In August, I decided it would be… interesting to take a look at the event-driven storylines that Marvel was producing between 2005 and 2010. So, for sixteen weeks (and more, if you consider the occasional bonus back-up feature), I reviewed one of the many “events” Marvel produced during the period. I’ve grouped the particular strands of continuity together below for easy of browsing (also providing the original date of publication). I hoped that exploring this particular aspect of the medium might grant me some insight into why big events like this continually upset on-going stories being told by writers in individual characters’ books. It was an interesting experiment, even if I doubt I’ll be engaging with the core of the Marvel Universe so thoroughly any time soon.

Note: It is incomplete. I had planned to follow The Avengers through to Siege, but it looks like my reviewing schedule caught up with them – for the same reason I haven’t got around to The Thanos Imperitive yet. I will return to this thread in the future.

Avengers-Based Continuity

It was a good decade for The Avengers as a franchise, with Marvel consciously pushing the franchise to the forefront – not just in comics but in other media as well. If the nineties and early naughties belonged to the X-Men (with X-Men: The Animated Series on the airwaves, Bryan Singer’s X-Men in cinemas and crossovers like Age of Apocalypse in comic books), this was very clear attempt to take that back. Brian Michael Bendis was tasked with turning the Avengers into Marvel’s prime franchise and succeeded – most of the “big” comic book events of the decade revolved around them. That said it was certainly a controversial restructuring of the book, with a line-up crafted to feature more popular characters like Spider-Man and Wolverine instead of more obscure characters like Quicksilver or the Scarlet Witch.

The Avengers branched out into other media too. Iron Man demonstrated that Marvel’s “big three” could hold viewer interest in cinemas, and promised a series of crossovers on the big screen that would see The Avengers assemble under the direction of Joss Whedon. As a brand, Marvel made sure these characters were everywhere.

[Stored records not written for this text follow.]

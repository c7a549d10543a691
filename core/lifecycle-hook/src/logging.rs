//! Process-wide logging for a single hook invocation.
//!
//! Each hook writes to `<log dir>/<hook>.log` through a non-blocking appender.
//! The returned guard flushes the background writer when dropped, so `main`
//! must return normally instead of calling `process::exit`.
//!
//! Filter: `LIFECYCLE_HOOK_DEBUG=1` forces debug, otherwise `RUST_LOG`,
//! otherwise `info`.

use fs_err as fs;
use std::env;
use std::path::Path;
use tracing_appender::non_blocking::WorkerGuard;
use tracing_appender::rolling::{InitError, RollingFileAppender, Rotation};
use tracing_subscriber::fmt::time::UtcTime;
use tracing_subscriber::EnvFilter;

const DEBUG_ENV: &str = "LIFECYCLE_HOOK_DEBUG";

pub fn init(log_dir: &Path, hook_name: &str) -> Option<WorkerGuard> {
    let appender = match fs::create_dir_all(log_dir)
        .map_err(|err| err.to_string())
        .and_then(|()| file_appender(log_dir, hook_name).map_err(|err| err.to_string()))
    {
        Ok(appender) => appender,
        Err(err) => {
            init_stderr();
            tracing::warn!(error = %err, dir = %log_dir.display(), "Log file unavailable, logging to stderr");
            return None;
        }
    };

    let (writer, guard) = tracing_appender::non_blocking(appender);
    let installed = tracing_subscriber::fmt()
        .with_env_filter(env_filter())
        .with_writer(writer)
        .with_ansi(false)
        .with_timer(UtcTime::rfc_3339())
        .with_target(false)
        .try_init();

    installed.ok().map(|()| guard)
}

/// Appender for `<log_dir>/<hook_name>.log`, never rotated by time.
/// Old lines are pruned instead (see `lifecycle_core::logs`).
pub fn file_appender(log_dir: &Path, hook_name: &str) -> Result<RollingFileAppender, InitError> {
    RollingFileAppender::builder()
        .rotation(Rotation::NEVER)
        .filename_prefix(hook_name)
        .filename_suffix("log")
        .build(log_dir)
}

fn init_stderr() {
    let _ = tracing_subscriber::fmt()
        .with_env_filter(env_filter())
        .with_writer(std::io::stderr)
        .with_ansi(false)
        .try_init();
}

fn env_filter() -> EnvFilter {
    let debug_enabled = env::var(DEBUG_ENV)
        .map(|value| is_truthy(&value))
        .unwrap_or(false);
    if debug_enabled {
        EnvFilter::new("debug")
    } else {
        EnvFilter::try_from_default_env().unwrap_or_else(|_| EnvFilter::new("info"))
    }
}

fn is_truthy(value: &str) -> bool {
    matches!(value, "1" | "true" | "TRUE" | "yes" | "YES")
}
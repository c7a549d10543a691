//! Phase completion hook: prints the WHAT/WHY summary for the user.

use lifecycle_core::summary::phase_summary;
use lifecycle_core::HookInput;

use crate::context::HookContext;
use crate::guard;

pub fn run(ctx: &HookContext) {
    tracing::info!("Starting phase completion summary generation");

    if let Ok(Some(input)) = HookInput::from_stdin() {
        tracing::debug!(event_type = input.event_name(), "Phase summary payload received");
    }

    match guard::catch(|| Ok(phase_summary())) {
        Ok(text) => {
            guard::print(text);
            tracing::info!(hook = ctx.hook_name, "Phase summary generation completed successfully");
        }
        Err(message) => {
            tracing::error!(error = %message, "Phase summary generation failed");
            guard::print_err(format_args!("⚠️ Phase summary generation failed: {}", message));
        }
    }
}
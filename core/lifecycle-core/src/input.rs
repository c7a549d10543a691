//! Optional JSON payload the host runtime pipes to hooks on stdin.

use serde::{Deserialize, Serialize};
use serde_json::{Map, Value};
use std::io::{self, IsTerminal, Read};

use crate::error::{HookError, Result};

/// Hook payload. Only the fields the hooks inspect are typed; everything
/// else is preserved in `extra` for logging.
#[derive(Debug, Clone, Default, PartialEq, Serialize, Deserialize)]
pub struct HookInput {
    #[serde(default)]
    pub event: Option<String>,
    #[serde(default)]
    pub hook_event_name: Option<String>,
    #[serde(default)]
    pub session_id: Option<String>,
    #[serde(default)]
    pub cwd: Option<String>,
    #[serde(flatten)]
    pub extra: Map<String, Value>,
}

impl HookInput {
    /// Event name, preferring the explicit `event` field.
    pub fn event_name(&self) -> &str {
        self.event
            .as_deref()
            .or(self.hook_event_name.as_deref())
            .unwrap_or("unknown")
    }

    /// Parses a payload. Blank input is `Ok(None)`; invalid JSON is an error.
    pub fn parse(raw: &str) -> Result<Option<Self>> {
        if raw.trim().is_empty() {
            return Ok(None);
        }
        serde_json::from_str(raw)
            .map(Some)
            .map_err(|e| HookError::json("parsing hook input", e))
    }

    /// Reads and parses stdin. An interactive terminal is treated as no input
    /// so a hook run by hand never waits on the keyboard.
    pub fn from_stdin() -> Result<Option<Self>> {
        let stdin = io::stdin();
        if stdin.is_terminal() {
            return Ok(None);
        }
        let mut raw = String::new();
        stdin
            .lock()
            .read_to_string(&mut raw)
            .map_err(|e| HookError::io("reading stdin", e))?;
        Self::parse(&raw)
    }
}

#[cfg(test)]
mod tests {
    use super::*;

    #[test]
    fn blank_input_is_none() {
        assert_eq!(HookInput::parse("").unwrap(), None);
        assert_eq!(HookInput::parse("  \n").unwrap(), None);
    }

    #[test]
    fn invalid_json_is_error() {
        assert!(matches!(
            HookInput::parse("{oops"),
            Err(HookError::Json { .. })
        ));
    }

    #[test]
    fn typed_fields_and_extras_are_parsed() {
        let input = HookInput::parse(
            r#"{"hook_event_name":"SessionStart","session_id":"abc","source":"startup"}"#,
        )
        .unwrap()
        .unwrap();

        assert_eq!(input.event_name(), "SessionStart");
        assert_eq!(input.session_id.as_deref(), Some("abc"));
        assert_eq!(input.extra["source"], "startup");
    }

    #[test]
    fn explicit_event_wins_and_default_is_unknown() {
        let input = HookInput::parse(r#"{"event":"resume","hook_event_name":"SessionStart"}"#)
            .unwrap()
            .unwrap();
        assert_eq!(input.event_name(), "resume");
        assert_eq!(HookInput::default().event_name(), "unknown");
    }
}
//! Standalone cleanup hook: sweeps stale artifacts and temp scripts.
//!
//! ```bash
//! lifecycle-hook cleanup --dry-run --target temp-scripts
//! ```

use lifecycle_core::cleanup::{run_providers, select_providers, wire_providers};
use lifecycle_core::CleanupSummary;

use crate::context::HookContext;
use crate::guard;

pub fn run(ctx: &HookContext, dry_run: bool, target: &str) {
    let outcome = guard::catch(|| {
        ctx.root()?;
        let providers = select_providers(
            wire_providers(&ctx.storage, &ctx.config),
            target,
            &ctx.config,
        )?;
        Ok(run_providers(&providers, dry_run))
    });

    match outcome {
        Ok(summaries) => {
            for summary in &summaries {
                guard::print(describe(summary));
            }
        }
        Err(message) => {
            tracing::warn!(error = %message, "Cleanup failed (non-critical)");
            guard::print_err(format_args!("⚠️ Cleanup failed: {}", message));
        }
    }
}

fn describe(summary: &CleanupSummary) -> String {
    let verb = if summary.dry_run {
        "would remove"
    } else {
        "removed"
    };
    let mut line = format!(
        "{}: {} {} files, reclaimed {}",
        summary.provider, verb, summary.files_deleted, summary.size_human
    );
    if !summary.errors.is_empty() {
        line.push_str(&format!(" ({} errors)", summary.errors.len()));
    }
    line
}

The stories featuring these characters over the decade form something of a larger meta-story which seems to reflect on the superhero genre as a whole. Although Bendis’ New Avengers opens with a supervillain breakout, the characters spent more time fighting each other than bad guys (Civil War, World War Hulk). When they did fight bad guys, they were more often than not corrupted mirrors of themselves, be it the Skrulls who had managed to so perfectly imitate heroes despite being villains (Secret Invasion) or government-sanctioned psychotic “Dark Avengers” (Siege). It was a story about how difficult it was to be a hero in the last few years – in the wake of the “dark age” of comic books – and a deconstruction of the effectiveness of a group of individuals like this to actually make a difference. You could even argue that this was a grim reflection of real world political and social uncertainty – particularly mistrust of authority (it’s telling how much time these heroes spend going “rogue”). Of course, this is open to interpretation, and many fans were less than pleased with the execution of this particular tale.

“Cosmic Marvel” Continuity

Marvel’s Cosmic Universe got a much-needed revitalisation this decade, offering perhaps a better-plotted and more straightforward avenue for Marvel’s crossover events. Although Jim Shooter had done great work with many of these characters in the nineties (with Infinity Gauntlet and so forth), they had mostly remained in relative obscurity before the relaunch.

The distinguishing aspect of these stories is the way that they are structured. Rather than a big event coinciding with countless tie-ins across countless books, most of these stories would open with a single prologue issue which would branch into a handful of miniseries running for a set number of issues, before dovetailing into a main series. This meant that every issue remotely connected with a series could be collected in a hardcover. Admittedly the titles become more entangled in continuity as they went on (with War of Kings tying in directly to Ed Brubaker’s The Rise & Fall of the Shi’ar Empire story arc in Uncanny X-Men), but by and large these series served to avoid pointless tie-ins and an exceptionally convoluted continuity (everything you needed was included in the books themselves).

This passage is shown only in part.